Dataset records

────────────────

//! Typed view over one resource node of an ApiSchema.

use std::collections::BTreeMap;

use serde::Deserialize;
use serde_json::{json, Value};

use crate::error::ApiSchemaError;
use crate::json_path::JsonPath;
use crate::types::{BaseResourceInfo, RequestMethod};

/// A source/target pair whose values must be textually equal in a valid document.
#[derive(Debug, Clone, PartialEq, Eq, Deserialize)]
#[serde(rename_all = "camelCase")]
pub struct EqualityConstraint {
    pub source_json_path: JsonPath,
    pub target_json_path: JsonPath,
}

/// Identity path of a referenced resource and where its value sits in the referencing document.
#[derive(Debug, Clone, PartialEq, Eq, Deserialize)]
#[serde(rename_all = "camelCase")]
pub struct ReferenceJsonPaths {
    pub identity_json_path: JsonPath,
    pub reference_json_path: JsonPath,
}

/// One queryable field and its type (`string`, `number`, `boolean`, `date`, `date-time`).
#[derive(Debug, Clone, PartialEq, Eq, Deserialize)]
#[serde(rename_all = "camelCase")]
pub struct QueryFieldPath {
    pub path: JsonPath,
    #[serde(rename = "type")]
    pub field_type: String,
}

/// Precision envelope for a decimal-typed property.
#[derive(Debug, Clone, PartialEq, Eq, Deserialize)]
#[serde(rename_all = "camelCase")]
pub struct DecimalValidationInfo {
    pub path: JsonPath,
    pub total_digits: Option<u32>,
    pub decimal_places: Option<u32>,
}

/// An entry of `documentPathsMapping`.
#[derive(Debug, Clone, PartialEq, Eq)]
pub enum DocumentPath {
    /// A plain property of this document.
    Scalar { path: JsonPath },
    /// A reference to another non-descriptor document, located by its identity.
    DocumentReference {
        target: BaseResourceInfo,
        reference_json_paths: Vec<ReferenceJsonPaths>,
    },
    /// A descriptor URI stored at `path`.
    DescriptorReference {
        target: BaseResourceInfo,
        path: JsonPath,
    },
}

/// The superclass a subclass resource shares identity with.
#[derive(Debug, Clone, PartialEq, Eq)]
pub struct Superclass {
    /// Such as "association" or "domainEntity".
    pub subclass_type: String,
    pub resource_info: BaseResourceInfo,
    pub identity_json_path: JsonPath,
}

/// Everything the core needs to know about one resource.
#[derive(Debug, Clone)]
pub struct ResourceSchema {
    pub resource_name: String,
    pub is_descriptor: bool,
    pub is_school_year_enumeration: bool,
    pub allow_identity_updates: bool,
    pub json_schema_for_insert: Value,
    pub json_schema_for_update: Value,
    pub identity_json_paths: Vec<JsonPath>,
    pub boolean_json_paths: Vec<JsonPath>,
    pub numeric_json_paths: Vec<JsonPath>,
    pub document_paths_mapping: BTreeMap<String, DocumentPath>,
    pub query_field_mapping: BTreeMap<String, Vec<QueryFieldPath>>,
    pub equality_constraints: Vec<EqualityConstraint>,
    pub decimal_validation_infos: Vec<DecimalValidationInfo>,
    pub superclass: Option<Superclass>,
}

#[derive(Deserialize)]
#[serde(rename_all = "camelCase")]
struct ResourceSchemaNode {
    resource_name: String,
    is_descriptor: bool,
    is_school_year_enumeration: bool,
    allow_identity_updates: bool,
    json_schema_for_insert: Value,
    identity_json_paths: Vec<JsonPath>,
    boolean_json_paths: Vec<JsonPath>,
    numeric_json_paths: Vec<JsonPath>,
    document_paths_mapping: BTreeMap<String, DocumentPathNode>,
    query_field_mapping: BTreeMap<String, Vec<QueryFieldPath>>,
    equality_constraints: Vec<EqualityConstraint>,
    is_subclass: bool,
    subclass_type: Option<String>,
    superclass_project_name: Option<String>,
    superclass_resource_name: Option<String>,
    superclass_identity_json_path: Option<JsonPath>,
    #[serde(default)]
    decimal_property_validation_infos: Vec<DecimalValidationInfo>,
}

#[derive(Deserialize)]
#[serde(rename_all = "camelCase")]
struct DocumentPathNode {
    is_reference: bool,
    #[serde(default)]
    is_descriptor: bool,
    project_name: Option<String>,
    resource_name: Option<String>,
    path: Option<JsonPath>,
    #[serde(default)]
    reference_json_paths: Vec<ReferenceJsonPaths>,
}

impl ResourceSchema {
    /// Build the view from a resource node. `path` locates the node in the
    /// ApiSchema (a JSON Pointer) and is carried by any error.
    ///
    /// # Errors
    ///
    /// Returns `ApiSchemaError::SchemaInvalid` naming the first missing or
    /// malformed field.
    pub fn from_node(path: &str, node: &Value) -> Result<Self, ApiSchemaError> {
        let raw: ResourceSchemaNode = serde_json::from_value(node.clone())
            .map_err(|e| ApiSchemaError::invalid(path, e.to_string()))?;

        let mut document_paths_mapping = BTreeMap::new();
        for (key, entry) in raw.document_paths_mapping {
            let entry_path = format!("{}/documentPathsMapping/{}", path, key);
            document_paths_mapping.insert(key, entry.into_document_path(&entry_path)?);
        }

        let superclass = if raw.is_subclass {
            let missing = |field: &str| {
                ApiSchemaError::invalid(path, format!("subclass missing field `{}`", field))
            };
            Some(Superclass {
                subclass_type: raw.subclass_type.ok_or_else(|| missing("subclassType"))?,
                resource_info: BaseResourceInfo::new(
                    raw.superclass_project_name
                        .ok_or_else(|| missing("superclassProjectName"))?,
                    raw.superclass_resource_name
                        .ok_or_else(|| missing("superclassResourceName"))?,
                    false,
                ),
                identity_json_path: raw
                    .superclass_identity_json_path
                    .ok_or_else(|| missing("superclassIdentityJsonPath"))?,
            })
        } else {
            None
        };

        let json_schema_for_update = update_schema_from(&raw.json_schema_for_insert);

        Ok(ResourceSchema {
            resource_name: raw.resource_name,
            is_descriptor: raw.is_descriptor,
            is_school_year_enumeration: raw.is_school_year_enumeration,
            allow_identity_updates: raw.allow_identity_updates,
            json_schema_for_insert: raw.json_schema_for_insert,
            json_schema_for_update,
            identity_json_paths: raw.identity_json_paths,
            boolean_json_paths: raw.boolean_json_paths,
            numeric_json_paths: raw.numeric_json_paths,
            document_paths_mapping,
            query_field_mapping: raw.query_field_mapping,
            equality_constraints: raw.equality_constraints,
            decimal_validation_infos: raw.decimal_property_validation_infos,
            superclass,
        })
    }

    /// The JSON schema a request body of `method` is validated against.
    ///
    /// POST bodies carry no `id`; every other method requires one.
    pub fn json_schema_for(&self, method: RequestMethod) -> &Value {
        match method {
            RequestMethod::Post => &self.json_schema_for_insert,
            _ => &self.json_schema_for_update,
        }
    }

    pub fn is_subclass(&self) -> bool {
        self.superclass.is_some()
    }

    /// Resource names this resource points at through document or descriptor references.
    pub fn referenced_resource_names(&self) -> Vec<&str> {
        self.document_paths_mapping
            .values()
            .filter_map(|p| match p {
                DocumentPath::DocumentReference { target, .. }
                | DocumentPath::DescriptorReference { target, .. } => {
                    Some(target.resource_name.as_str())
                }
                DocumentPath::Scalar { .. } => None,
            })
            .collect()
    }
}

impl DocumentPathNode {
    fn into_document_path(self, path: &str) -> Result<DocumentPath, ApiSchemaError> {
        if !self.is_reference {
            let json_path = self
                .path
                .ok_or_else(|| ApiSchemaError::invalid(path, "missing field `path`"))?;
            return Ok(DocumentPath::Scalar { path: json_path });
        }

        let target = BaseResourceInfo::new(
            self.project_name
                .ok_or_else(|| ApiSchemaError::invalid(path, "missing field `projectName`"))?,
            self.resource_name
                .ok_or_else(|| ApiSchemaError::invalid(path, "missing field `resourceName`"))?,
            self.is_descriptor,
        );

        if self.is_descriptor {
            let json_path = self
                .path
                .ok_or_else(|| ApiSchemaError::invalid(path, "missing field `path`"))?;
            Ok(DocumentPath::DescriptorReference {
                target,
                path: json_path,
            })
        } else {
            Ok(DocumentPath::DocumentReference {
                target,
                reference_json_paths: self.reference_json_paths,
            })
        }
    }
}

/// The insert schema plus a required string `id`.
fn update_schema_from(insert: &Value) -> Value {
    let mut update = insert.clone();
    if let Some(obj) = update.as_object_mut() {
        if let Some(Value::Object(properties)) = obj.get_mut("properties") {
            properties.insert(
                "id".to_string(),
                json!({ "type": "string", "description": "The item id" }),
            );
        } else {
            obj.insert(
                "properties".to_string(),
                json!({ "id": { "type": "string", "description": "The item id" } }),
            );
        }

        match obj.get_mut("required") {
            Some(Value::Array(required)) => {
                if !required.iter().any(|r| r == "id") {
                    required.push(json!("id"));
                }
            }
            _ => {
                obj.insert("required".to_string(), json!(["id"]));
            }
        }
    }
    update
}

#[cfg(test)]
mod tests {
    use super::*;

    fn school_node() -> Value {
        json!({
            "resourceName": "School",
            "isDescriptor": false,
            "isSchoolYearEnumeration": false,
            "allowIdentityUpdates": false,
            "jsonSchemaForInsert": {
                "type": "object",
                "properties": { "schoolId": { "type": "integer" } },
                "required": ["schoolId"]
            },
            "identityJsonPaths": ["$.schoolId"],
            "booleanJsonPaths": [],
            "numericJsonPaths": ["$.schoolId"],
            "documentPathsMapping": {
                "SchoolId": { "isReference": false, "path": "$.schoolId" },
                "LocalEducationAgency": {
                    "isReference": true,
                    "isDescriptor": false,
                    "projectName": "Ed-Fi",
                    "resourceName": "LocalEducationAgency",
                    "referenceJsonPaths": [{
                        "identityJsonPath": "$.localEducationAgencyId",
                        "referenceJsonPath": "$.localEducationAgencyReference.localEducationAgencyId"
                    }]
                },
                "SchoolCategoryDescriptor": {
                    "isReference": true,
                    "isDescriptor": true,
                    "projectName": "Ed-Fi",
                    "resourceName": "SchoolCategoryDescriptor",
                    "path": "$.schoolCategories[*].schoolCategoryDescriptor"
                }
            },
            "queryFieldMapping": {},
            "equalityConstraints": [],
            "isSubclass": true,
            "subclassType": "domainEntity",
            "superclassProjectName": "Ed-Fi",
            "superclassResourceName": "EducationOrganization",
            "superclassIdentityJsonPath": "$.educationOrganizationId"
        })
    }

    #[test]
    fn parses_complete_node() {
        let schema = ResourceSchema::from_node("/r", &school_node()).unwrap();
        assert_eq!(schema.resource_name, "School");
        assert_eq!(schema.identity_json_paths, vec![JsonPath::from("$.schoolId")]);
        assert_eq!(schema.document_paths_mapping.len(), 3);

        let superclass = schema.superclass.as_ref().unwrap();
        assert_eq!(superclass.resource_info.resource_name, "EducationOrganization");
        assert_eq!(superclass.identity_json_path.as_str(), "$.educationOrganizationId");
    }

    #[test]
    fn missing_required_field_names_field_and_path() {
        let mut node = school_node();
        node.as_object_mut().unwrap().remove("identityJsonPaths");

        let err = ResourceSchema::from_node("/projectSchemas/ed-fi/resourceSchemas/schools", &node)
            .unwrap_err();
        let message = err.to_string();
        assert!(message.contains("identityJsonPaths"), "{}", message);
        assert!(message.contains("/resourceSchemas/schools"), "{}", message);
    }

    #[test]
    fn subclass_without_superclass_fields_is_invalid() {
        let mut node = school_node();
        node.as_object_mut().unwrap().remove("superclassResourceName");

        let err = ResourceSchema::from_node("/r", &node).unwrap_err();
        assert!(err.to_string().contains("superclassResourceName"));
    }

    #[test]
    fn non_subclass_ignores_superclass_fields() {
        let mut node = school_node();
        node["isSubclass"] = json!(false);
        let schema = ResourceSchema::from_node("/r", &node).unwrap();
        assert!(!schema.is_subclass());
    }

    #[test]
    fn update_schema_requires_id() {
        let schema = ResourceSchema::from_node("/r", &school_node()).unwrap();
        let update = schema.json_schema_for(RequestMethod::Put);
        assert_eq!(update["properties"]["id"]["type"], "string");
        assert_eq!(update["required"], json!(["schoolId", "id"]));

        let insert = schema.json_schema_for(RequestMethod::Post);
        assert!(insert["properties"].get("id").is_none());
    }

    #[test]
    fn classifies_document_paths() {
        let schema = ResourceSchema::from_node("/r", &school_node()).unwrap();
        assert!(matches!(
            schema.document_paths_mapping["SchoolId"],
            DocumentPath::Scalar { .. }
        ));
        assert!(matches!(
            schema.document_paths_mapping["SchoolCategoryDescriptor"],
            DocumentPath::DescriptorReference { .. }
        ));

        let mut names = schema.referenced_resource_names();
        names.sort();
        assert_eq!(names, vec!["LocalEducationAgency", "SchoolCategoryDescriptor"]);
    }

    #[test]
    fn reference_without_resource_name_is_invalid() {
        let mut node = school_node();
        node["documentPathsMapping"]["LocalEducationAgency"]
            .as_object_mut()
            .unwrap()
            .remove("resourceName");
        let err = ResourceSchema::from_node("/r", &node).unwrap_err();
        assert!(err
            .to_string()
            .contains("/r/documentPathsMapping/LocalEducationAgency"));
    }
}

────────────────

Assigned task: Take the entries above and copy out all lines with the string "superclassProjectName".

Solution to the problem:
                        .ok_or_else(|| missing("superclassProjectName"))?,
            "superclassProjectName": "Ed-Fi",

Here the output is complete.